In a share purchase transaction, the Purchaser is buying only the shares of the corporation and thus acquires control of the company, which in turn owns other properties and assets. This is to be distinguished from the purchase of assets transaction where the Purchaser is buying simply the assets owned by the corporation. Important tax and other distinctions follow from this and before concluding an agreement the question should be carefully reviewed with me as to which is a more appropriate kind of a transaction.

The most important point to remember in a share purchase transaction is that you are assuming both the assets and the liabilities of the corporation.


In a share purchase, the company continues its financial statement including its assets and liabilities and it is accordingly very desirable that the Vendor in the Sale Agreement represent to the Purchaser the financial position by way of attaching the last two or three years statements to the agreement. The Purchaser should have his accountant evaluate the financial statements for his comments. The accountant’s advice should also be sought on the tax considerations.
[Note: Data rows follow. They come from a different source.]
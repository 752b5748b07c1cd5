//! Storefront Cache - the in-memory TTL cache layer between the
//! storefront's data stores and its server actions.
//!
//! Consolidates the read-through caching that every entity data store
//! (products, categories, brands, suppliers, variants) needs into one
//! subsystem:
//!
//! - [`CacheStore`]: TTL-tagged key/value storage with lazy expiry
//! - [`FetchCache`]: get-or-populate wrapper with single-flight
//!   de-duplication of concurrent fetches
//! - [`keys`]: the key composition convention shared by all call sites
//! - [`spawn_cleanup_task`]: optional background expiry sweep
//!
//! The cache is process-local with no cross-process consistency; after a
//! mutation, call sites invalidate the affected keys explicitly. A derived
//! key a mutation path does not enumerate stays stale until its TTL expires.

pub mod cache;
pub mod config;
pub mod error;
pub mod keys;
pub mod tasks;

pub use cache::{CacheEntry, CacheStats, CacheStore, FetchCache, MAX_KEY_LENGTH};
pub use config::CacheConfig;
pub use error::{FetchError, FetchResult};
pub use tasks::spawn_cleanup_task;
In a share purchase, the shares are a capital asset and the purchase price forms a cost base for future sale or disposition of the shares. If, in the future, the shares are sold at a higher price half the difference between the cost price and the sale price is taxable as capital gains in the hands of the Vendor/Shareholder in his income tax return in the year of sale.

Ontario charges retail sales tax on the sale of assets in the amount of 7% of the value. The tax can be levied only in the movable property called chattels of the business. In a share purchase transaction, this tax is not payable as the Company continues to own the same assets.


When shares of a company are being purchased, I will be conducting for the client numerous searches including a search under The Corporations Securities Registration Act for debentures registered, Section 88 search under The Bank Act to determine if any registrations have been made for the assignment of the company’s securities, Personal Property Security Act search which will determine liens against the assets, executions against the Company, bankruptcy search to determine if an assignment has been made in bankruptcy by the corporation and numerous other searches. Where the corporation owns real estate, further searches will be required to determine that the real property has a clear title. In some cases, it may be desirable to check out the Municipal regulations to determine if the business is carried on properly in the area, which is zoned for that purpose.


The usual procedure on the closing is that the Vendor and the Purchaser’s solicitor will get together and exchange the documents and resolutions will be passed in the books of the company to appoint the Purchaser as the director and for the transfer of shares to him.


My fees on Purchase transaction will be based on the time spent and it is very desirable that the fee is not fixed by a rigid amount. If the amount is rigidly fixed and problems develop it becomes very difficult to give that matter a priority. If the client assists in the gathering of information, considerable time can be saved and this will be a saving of fees to you.